Exercise prompt:
Take every line containing "equal" from the material and copy it.

Excerpted data:

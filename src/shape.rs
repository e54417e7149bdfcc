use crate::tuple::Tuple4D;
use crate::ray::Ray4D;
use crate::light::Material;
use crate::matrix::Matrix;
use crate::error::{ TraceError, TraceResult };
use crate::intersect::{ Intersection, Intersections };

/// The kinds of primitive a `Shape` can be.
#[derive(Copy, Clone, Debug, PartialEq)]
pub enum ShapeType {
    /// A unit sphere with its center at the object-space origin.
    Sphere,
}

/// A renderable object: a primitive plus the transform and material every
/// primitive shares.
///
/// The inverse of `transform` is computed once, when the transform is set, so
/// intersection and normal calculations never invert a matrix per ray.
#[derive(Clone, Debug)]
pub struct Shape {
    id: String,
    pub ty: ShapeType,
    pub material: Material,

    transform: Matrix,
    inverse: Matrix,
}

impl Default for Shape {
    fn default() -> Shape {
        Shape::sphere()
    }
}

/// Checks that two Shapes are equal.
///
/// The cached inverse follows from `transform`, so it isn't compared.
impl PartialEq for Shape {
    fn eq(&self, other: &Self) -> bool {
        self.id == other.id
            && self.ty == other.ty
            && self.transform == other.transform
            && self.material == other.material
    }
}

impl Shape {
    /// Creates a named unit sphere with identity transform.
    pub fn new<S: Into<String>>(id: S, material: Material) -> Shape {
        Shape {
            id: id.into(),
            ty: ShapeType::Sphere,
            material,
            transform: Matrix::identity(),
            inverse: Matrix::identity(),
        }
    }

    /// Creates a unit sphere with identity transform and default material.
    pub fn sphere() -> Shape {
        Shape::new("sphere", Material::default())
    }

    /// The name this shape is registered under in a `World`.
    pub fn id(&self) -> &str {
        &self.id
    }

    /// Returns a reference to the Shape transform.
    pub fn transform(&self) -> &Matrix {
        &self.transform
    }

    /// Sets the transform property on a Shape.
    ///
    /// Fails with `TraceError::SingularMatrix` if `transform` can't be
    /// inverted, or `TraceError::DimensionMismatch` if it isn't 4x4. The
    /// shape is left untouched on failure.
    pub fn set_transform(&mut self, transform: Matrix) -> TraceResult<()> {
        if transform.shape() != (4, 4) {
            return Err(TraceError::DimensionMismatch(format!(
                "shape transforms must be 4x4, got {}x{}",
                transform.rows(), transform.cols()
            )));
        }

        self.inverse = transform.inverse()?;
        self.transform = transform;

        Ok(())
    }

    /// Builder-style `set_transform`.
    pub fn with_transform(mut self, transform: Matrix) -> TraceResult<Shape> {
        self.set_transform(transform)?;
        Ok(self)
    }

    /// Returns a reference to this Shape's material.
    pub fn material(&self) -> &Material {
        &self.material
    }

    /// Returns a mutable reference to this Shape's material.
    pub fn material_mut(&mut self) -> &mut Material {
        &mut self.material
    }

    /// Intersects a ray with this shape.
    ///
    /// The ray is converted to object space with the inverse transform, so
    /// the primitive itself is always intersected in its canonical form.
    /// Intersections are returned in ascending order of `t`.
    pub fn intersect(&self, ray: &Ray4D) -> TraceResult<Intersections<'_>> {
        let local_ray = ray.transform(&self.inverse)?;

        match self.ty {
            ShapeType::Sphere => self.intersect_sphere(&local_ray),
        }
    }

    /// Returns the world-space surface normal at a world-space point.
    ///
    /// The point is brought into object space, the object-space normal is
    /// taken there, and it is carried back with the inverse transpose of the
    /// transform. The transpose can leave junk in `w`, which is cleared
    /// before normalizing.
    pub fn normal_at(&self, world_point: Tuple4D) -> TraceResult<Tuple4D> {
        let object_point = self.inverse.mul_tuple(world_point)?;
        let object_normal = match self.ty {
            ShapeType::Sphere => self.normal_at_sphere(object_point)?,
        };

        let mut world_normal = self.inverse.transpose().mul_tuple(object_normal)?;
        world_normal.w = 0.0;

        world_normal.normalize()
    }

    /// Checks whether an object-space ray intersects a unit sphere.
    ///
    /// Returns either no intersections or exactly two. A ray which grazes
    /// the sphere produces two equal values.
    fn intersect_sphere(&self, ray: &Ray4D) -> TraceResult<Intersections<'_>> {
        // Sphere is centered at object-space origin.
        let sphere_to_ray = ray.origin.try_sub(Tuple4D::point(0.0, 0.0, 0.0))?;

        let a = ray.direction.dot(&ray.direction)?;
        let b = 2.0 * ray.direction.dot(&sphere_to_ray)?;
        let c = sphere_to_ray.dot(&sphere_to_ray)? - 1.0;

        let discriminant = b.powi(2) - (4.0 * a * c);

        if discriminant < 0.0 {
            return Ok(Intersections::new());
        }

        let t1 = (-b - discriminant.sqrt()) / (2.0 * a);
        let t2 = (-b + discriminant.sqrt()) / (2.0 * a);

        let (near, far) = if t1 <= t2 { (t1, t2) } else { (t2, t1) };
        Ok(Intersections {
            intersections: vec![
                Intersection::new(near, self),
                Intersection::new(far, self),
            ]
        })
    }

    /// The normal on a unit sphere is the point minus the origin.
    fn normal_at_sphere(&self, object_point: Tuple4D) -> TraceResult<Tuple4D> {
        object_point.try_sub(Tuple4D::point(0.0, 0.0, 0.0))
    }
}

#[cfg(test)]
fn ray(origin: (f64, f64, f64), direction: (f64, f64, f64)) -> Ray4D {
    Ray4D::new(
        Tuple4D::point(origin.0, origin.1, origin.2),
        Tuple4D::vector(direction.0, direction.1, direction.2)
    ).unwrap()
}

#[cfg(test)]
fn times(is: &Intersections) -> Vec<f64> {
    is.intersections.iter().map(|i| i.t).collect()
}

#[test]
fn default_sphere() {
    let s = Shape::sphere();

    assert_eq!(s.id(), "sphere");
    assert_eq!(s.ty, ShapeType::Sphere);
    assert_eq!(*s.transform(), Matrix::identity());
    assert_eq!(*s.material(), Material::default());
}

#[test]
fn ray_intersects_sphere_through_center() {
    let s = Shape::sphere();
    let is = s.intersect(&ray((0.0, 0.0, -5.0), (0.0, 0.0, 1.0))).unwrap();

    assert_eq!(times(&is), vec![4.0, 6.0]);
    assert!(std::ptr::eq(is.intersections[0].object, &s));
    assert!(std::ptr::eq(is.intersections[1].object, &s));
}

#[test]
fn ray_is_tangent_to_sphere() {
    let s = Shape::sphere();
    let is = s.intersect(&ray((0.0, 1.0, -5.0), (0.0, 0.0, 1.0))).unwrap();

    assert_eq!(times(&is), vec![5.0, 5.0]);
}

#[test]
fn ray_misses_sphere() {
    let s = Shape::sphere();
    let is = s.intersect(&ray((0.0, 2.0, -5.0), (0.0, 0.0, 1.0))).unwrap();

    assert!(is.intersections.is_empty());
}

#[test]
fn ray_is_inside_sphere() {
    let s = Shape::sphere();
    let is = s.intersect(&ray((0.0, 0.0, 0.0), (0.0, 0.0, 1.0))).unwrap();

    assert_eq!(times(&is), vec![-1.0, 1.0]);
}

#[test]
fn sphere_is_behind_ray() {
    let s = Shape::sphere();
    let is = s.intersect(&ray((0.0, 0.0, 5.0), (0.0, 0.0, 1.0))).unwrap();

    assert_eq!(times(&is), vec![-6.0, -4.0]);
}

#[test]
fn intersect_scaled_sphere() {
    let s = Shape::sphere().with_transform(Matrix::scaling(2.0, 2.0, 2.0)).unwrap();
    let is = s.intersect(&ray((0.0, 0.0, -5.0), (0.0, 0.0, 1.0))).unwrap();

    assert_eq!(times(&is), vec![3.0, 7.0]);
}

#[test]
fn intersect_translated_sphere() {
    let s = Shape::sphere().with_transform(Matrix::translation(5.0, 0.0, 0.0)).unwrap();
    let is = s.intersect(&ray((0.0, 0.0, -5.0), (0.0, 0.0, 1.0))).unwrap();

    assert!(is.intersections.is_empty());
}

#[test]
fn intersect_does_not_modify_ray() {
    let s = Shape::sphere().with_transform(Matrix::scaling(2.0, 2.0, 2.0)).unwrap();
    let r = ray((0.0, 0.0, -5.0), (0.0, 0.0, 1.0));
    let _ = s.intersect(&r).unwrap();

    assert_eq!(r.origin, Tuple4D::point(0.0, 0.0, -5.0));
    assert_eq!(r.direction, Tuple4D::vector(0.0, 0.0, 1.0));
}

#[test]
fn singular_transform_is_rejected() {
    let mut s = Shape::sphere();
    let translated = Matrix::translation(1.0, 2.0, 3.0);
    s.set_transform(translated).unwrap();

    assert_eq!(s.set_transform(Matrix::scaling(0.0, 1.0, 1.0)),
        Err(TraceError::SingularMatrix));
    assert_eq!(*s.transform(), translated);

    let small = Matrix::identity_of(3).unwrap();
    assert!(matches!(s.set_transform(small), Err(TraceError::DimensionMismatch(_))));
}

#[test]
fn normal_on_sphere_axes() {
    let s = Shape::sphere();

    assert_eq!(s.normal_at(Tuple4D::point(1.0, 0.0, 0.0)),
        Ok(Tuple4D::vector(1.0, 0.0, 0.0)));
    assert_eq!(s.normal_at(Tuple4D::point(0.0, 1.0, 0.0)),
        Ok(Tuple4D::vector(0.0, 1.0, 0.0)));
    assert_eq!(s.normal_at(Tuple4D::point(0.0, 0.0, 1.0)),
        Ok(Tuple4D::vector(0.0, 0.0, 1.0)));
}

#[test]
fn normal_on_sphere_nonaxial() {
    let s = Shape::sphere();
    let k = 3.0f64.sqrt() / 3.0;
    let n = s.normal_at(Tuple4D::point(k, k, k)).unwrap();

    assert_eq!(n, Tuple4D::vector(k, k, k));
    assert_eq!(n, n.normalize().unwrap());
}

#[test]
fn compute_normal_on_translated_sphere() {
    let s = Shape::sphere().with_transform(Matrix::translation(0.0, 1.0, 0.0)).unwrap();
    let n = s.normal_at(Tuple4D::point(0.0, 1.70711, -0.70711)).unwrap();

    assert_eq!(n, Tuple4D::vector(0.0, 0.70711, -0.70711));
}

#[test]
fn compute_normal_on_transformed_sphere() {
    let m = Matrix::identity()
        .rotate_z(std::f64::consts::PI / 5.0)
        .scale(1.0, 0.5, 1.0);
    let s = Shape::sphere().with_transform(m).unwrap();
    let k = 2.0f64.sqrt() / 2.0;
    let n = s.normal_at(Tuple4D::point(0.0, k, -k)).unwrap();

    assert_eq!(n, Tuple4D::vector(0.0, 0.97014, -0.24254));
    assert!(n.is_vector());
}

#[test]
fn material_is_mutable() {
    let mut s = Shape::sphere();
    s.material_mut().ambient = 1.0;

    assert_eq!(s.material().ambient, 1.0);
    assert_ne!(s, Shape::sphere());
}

Result:
/// Checks that two Shapes are equal.
    /// the sphere produces two equal values.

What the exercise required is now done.